Texas abortion case: a civics lesson on the federal court system

Written by William C. Duncan

October 14, 2021

One of the most closely watched cases currently in the federal court system is the challenge to a Texas law allowing private citizens to sue to prevent abortions performed after an unborn child’s heart begins to beat. The case has provided something of a civics lesson on the federal court system.

After the Texas law was passed, abortion providers challenged the law in federal court. When the U.S. Court of Appeals for the Fifth Circuit declined to issue an order to prevent the law from going into effect, the abortion clinic appealed to the U.S. Supreme Court which also declined given the novel approach of the law.

The case then returned to the district court which ruled the law could not be enforced pending a hearing on its constitutionality. This was followed by a Fifth Circuit reversal, allowing the law to go into effect again.

The creation of lower courts in the federal system is specifically mentioned in Article III of the Constitution. That section creates a Supreme Court and allows for “inferior courts.” It also suggests what these lower courts would do by mentioning that in most of the cases in the federal judicial system, the Supreme Court would have “appellate jurisdiction.” This means that the initial fact-finding and legal conclusions in a dispute would be made by another court and then the Supreme Court would review those conclusions.

Unlike the Supreme Court, though, these lower courts are not created by the Constitution. Rather, the Constitution gives to Congress the power to create the courts “from time to time.” Importantly, Congress is also given the power to “regulate” the jurisdiction of federal courts. In practice, this means Congress controls “the existence of the inferior federal courts and the jurisdiction vested in them and the appellate jurisdiction of the Supreme Court.”

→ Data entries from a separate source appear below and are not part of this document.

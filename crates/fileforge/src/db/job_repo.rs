//! Job repository — CRUD and guarded status transitions for the `jobs` table.

use rusqlite::{params, Row};
use thiserror::Error;

use crate::error::JobErrorCode;
use crate::state::{is_valid_transition, JobStatus};

use super::{Database, DatabaseError};

/// A job row from the database.
#[derive(Debug, Clone)]
pub struct JobRow {
    pub id: String,
    pub tool_slug: String,
    pub user_id: Option<String>,
    pub status: JobStatus,
    pub progress: i64,
    /// Opaque tool parameters as JSON text.
    pub params: Option<String>,
    pub error_code: Option<String>,
    pub error_message: Option<String>,
    pub created_at: String,
    pub updated_at: String,
}

impl JobRow {
    /// Builds a fresh PENDING row for a newly submitted job.
    pub fn new(id: String, tool_slug: String, user_id: Option<String>, params: Option<String>) -> Self {
        let now = chrono::Utc::now().to_rfc3339();
        Self {
            id,
            tool_slug,
            user_id,
            status: JobStatus::Pending,
            progress: 0,
            params,
            error_code: None,
            error_message: None,
            created_at: now.clone(),
            updated_at: now,
        }
    }

    fn from_row(row: &Row<'_>) -> Result<Self, rusqlite::Error> {
        let id: String = row.get("id")?;
        let status_str: String = row.get("status")?;
        let status = JobStatus::parse(&status_str).ok_or_else(|| {
            rusqlite::Error::FromSqlConversionFailure(
                0,
                rusqlite::types::Type::Text,
                format!("unknown job status '{}' for job {}", status_str, id).into(),
            )
        })?;
        Ok(Self {
            id,
            tool_slug: row.get("tool_slug")?,
            user_id: row.get("user_id")?,
            status,
            progress: row.get("progress")?,
            params: row.get("params")?,
            error_code: row.get("error_code")?,
            error_message: row.get("error_message")?,
            created_at: row.get("created_at")?,
            updated_at: row.get("updated_at")?,
        })
    }
}

/// A status transition was rejected, either by the state-machine table or by
/// the conditional write observing a different current status.
#[derive(Error, Debug)]
pub enum TransitionError {
    #[error("Illegal transition {from} -> {to}")]
    Invalid { from: JobStatus, to: JobStatus },

    #[error("Job {id} is not in status {expected} (concurrent writer won)")]
    StateMismatch { id: String, expected: JobStatus },

    #[error(transparent)]
    Database(#[from] DatabaseError),
}

impl TransitionError {
    pub fn code(&self) -> JobErrorCode {
        match self {
            TransitionError::Invalid { .. } | TransitionError::StateMismatch { .. } => {
                JobErrorCode::InvalidTransition
            }
            TransitionError::Database(_) => JobErrorCode::Database,
        }
    }
}

/// Inserts a new job row.
pub fn insert(db: &Database, job: &JobRow) -> Result<(), DatabaseError> {
    db.with_conn(|conn| {
        conn.execute(
            "INSERT INTO jobs (id, tool_slug, user_id, status, progress, params,
             error_code, error_message, created_at, updated_at)
             VALUES (?1, ?2, ?3, ?4, ?5, ?6, ?7, ?8, ?9, ?10)",
            params![
                job.id,
                job.tool_slug,
                job.user_id,
                job.status.as_str(),
                job.progress,
                job.params,
                job.error_code,
                job.error_message,
                job.created_at,
                job.updated_at,
            ],
        )?;
        Ok(())
    })
}

/// Finds a job by its ID.
pub fn find_by_id(db: &Database, id: &str) -> Result<Option<JobRow>, DatabaseError> {
    db.with_conn(|conn| {
        let mut stmt = conn.prepare("SELECT * FROM jobs WHERE id = ?1")?;
        let mut rows = stmt.query_map(params![id], JobRow::from_row)?;
        match rows.next() {
            Some(Ok(row)) => Ok(Some(row)),
            Some(Err(e)) => Err(DatabaseError::Sqlite(e)),
            None => Ok(None),
        }
    })
}

/// Lists job ids currently in the given status, oldest first.
pub fn list_ids_by_status(db: &Database, status: JobStatus) -> Result<Vec<String>, DatabaseError> {
    db.with_conn(|conn| {
        let mut stmt =
            conn.prepare("SELECT id FROM jobs WHERE status = ?1 ORDER BY created_at ASC")?;
        let ids = stmt
            .query_map(params![status.as_str()], |r| r.get::<_, String>(0))?
            .collect::<Result<Vec<_>, _>>()?;
        Ok(ids)
    })
}

/// Moves a job from `from` to `to` with a conditional update.
///
/// The `WHERE status = from` clause is the compare-and-swap: if another
/// consumer already moved the job (duplicate queue delivery), zero rows are
/// affected and the caller gets `StateMismatch` instead of silently
/// double-processing. Optionally sets progress in the same write.
pub fn transition(
    db: &Database,
    id: &str,
    from: JobStatus,
    to: JobStatus,
    progress: Option<i64>,
) -> Result<(), TransitionError> {
    if !is_valid_transition(from, to) {
        return Err(TransitionError::Invalid { from, to });
    }

    let changed = db.with_conn(|conn| {
        let now = chrono::Utc::now().to_rfc3339();
        let changed = match progress {
            Some(p) => conn.execute(
                "UPDATE jobs SET status = ?1, progress = ?2, updated_at = ?3
                 WHERE id = ?4 AND status = ?5",
                params![to.as_str(), p, now, id, from.as_str()],
            )?,
            None => conn.execute(
                "UPDATE jobs SET status = ?1, updated_at = ?2
                 WHERE id = ?3 AND status = ?4",
                params![to.as_str(), now, id, from.as_str()],
            )?,
        };
        Ok(changed)
    })?;

    if changed == 0 {
        return Err(TransitionError::StateMismatch {
            id: id.to_string(),
            expected: from,
        });
    }

    Ok(())
}

/// Updates the progress checkpoint of a job. Progress only moves forward
/// within an attempt, so the write is guarded against regressions.
pub fn set_progress(db: &Database, id: &str, progress: i64) -> Result<(), DatabaseError> {
    db.with_conn(|conn| {
        conn.execute(
            "UPDATE jobs SET progress = ?1, updated_at = ?2
             WHERE id = ?3 AND progress <= ?1",
            params![progress, chrono::Utc::now().to_rfc3339(), id],
        )?;
        Ok(())
    })
}

/// Marks a job FAILED, recording the error code and message and resetting
/// progress to 0 (a failed job carries no partial-completion expectation).
///
/// Guarded to non-terminal states so a late failure write can never stomp a
/// COMPLETED job.
pub fn fail(
    db: &Database,
    id: &str,
    code: JobErrorCode,
    message: &str,
) -> Result<(), DatabaseError> {
    let changed = db.with_conn(|conn| {
        let changed = conn.execute(
            "UPDATE jobs SET status = 'failed', progress = 0, error_code = ?1,
             error_message = ?2, updated_at = ?3
             WHERE id = ?4 AND status IN ('pending', 'queued', 'processing')",
            params![code.as_str(), message, chrono::Utc::now().to_rfc3339(), id],
        )?;
        Ok(changed)
    })?;

    if changed == 0 {
        log::warn!(
            "Refused to fail job {}: not in a failable state (code {})",
            id,
            code
        );
    }
    Ok(())
}

/// Clears error fields on retry (FAILED -> QUEUED is done via `transition`).
pub fn clear_error(db: &Database, id: &str) -> Result<(), DatabaseError> {
    db.with_conn(|conn| {
        conn.execute(
            "UPDATE jobs SET error_code = NULL, error_message = NULL, progress = 0,
             updated_at = ?1 WHERE id = ?2",
            params![chrono::Utc::now().to_rfc3339(), id],
        )?;
        Ok(())
    })
}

After the ratification of the Constitution and the formation of a national government, Congress acted to exercise this authority. The 1789 Judiciary Act set up the federal court system.

It specified that there would be six members of the Supreme Court, a chief justice and five associates. This number was increased to seven in 1802 and to nine in 1837 where it has stayed.

The Act also created 13 judicial districts; one for each state. Each district court was appointed a single judge. The Act also created three circuits (eastern, middle and southern) and the states divided among them geographically. Circuit courts were to be made up of two Supreme Court justices and one district court judge within the region.

This meant that Supreme Court justices spent a good portion of their time “riding circuit,” traveling to cities within their assigned regions to listen to appeals from district court decisions. This practice actually continued for 101 years, ending only in 1911.

The practice was onerous and could be dangerous. An online resource from the National Park Service recounts:

Justices spent anywhere from six to nine months on circuit, averaging some 1000 miles for each circuit. In 1792 Justice Iredell suffered a road accident where he injured his leg. He was later robbed while riding circuit. In frail health, he died two weeks before his 48th birthday, worn down by his judicial duties. Iredell’s enslaved servant Hannibal also endured the hazards of travel as he accompanied the justice in circuit riding. In April 1798, Justice Iredell wrote to his wife about the difficulties he and Hannibal encountered in trying to pass through a swamp on the way to Circuit Court in Savannah, Georgia. At his slaveholder’s direction, Hannibal proceeded first through the swamp waters, stopping just before the water became dangerously deep. Iredell and Hannibal failed to reach Savannah, and the court session was cancelled.

The Eighth Circuit’s website includes another circuit riding horror story:

Sometimes the dangers were not due to the weather. Justice Stephen J. Field was riding circuit on the train to San Francisco when he was assaulted by a codefendant in a suit he had heard while sitting on the Circuit Court for the Northern District of California. A deputy U.S. Marshal accompanying Field shot and killed the assailant.

In 1793, Congress provided that only one Supreme Court justice had to ride each circuit.

Each federal circuit still has a Supreme Court justice assigned to it. The role now is very different:

Today, the Circuit Justices (that is, Supreme Court justices who are assigned to supervise a certain circuit) [as explained by former Justice Sandra Day O’Connor] “no longer sit as judges on appellate panels…[instead], acting alone, [they] have the power to grant stays or injunctions in both civil and criminal cases, to arrange bail before and after conviction, and to provide other ancillary relief, such as extensions of time for various filings and other procedural variances.”

In fact, the emergency appeal of the Texas abortion case was “presented to Justice [Samuel] Alito and by him referred to the Court.”

In the lame-duck period after the 1800 election, Congress actually created separate circuit courts and appointed judges to hear appeals. That act, however, was promptly repealed with the support of the new administration of President Thomas Jefferson. It was not until 1891 that the federal court system took on the structure we are familiar with today, with district courts, circuit courts with specifically assigned judges, and the Supreme Court.

The history of the federal judiciary is one of evolution. The difference in the institutional structure, stature and significance of the federal courts from their inception to today is striking. As the U.S. has grown through its history and adapted to new circumstances, so, too, has the judicial branch. Its history suggests that it will continue to do so into the future.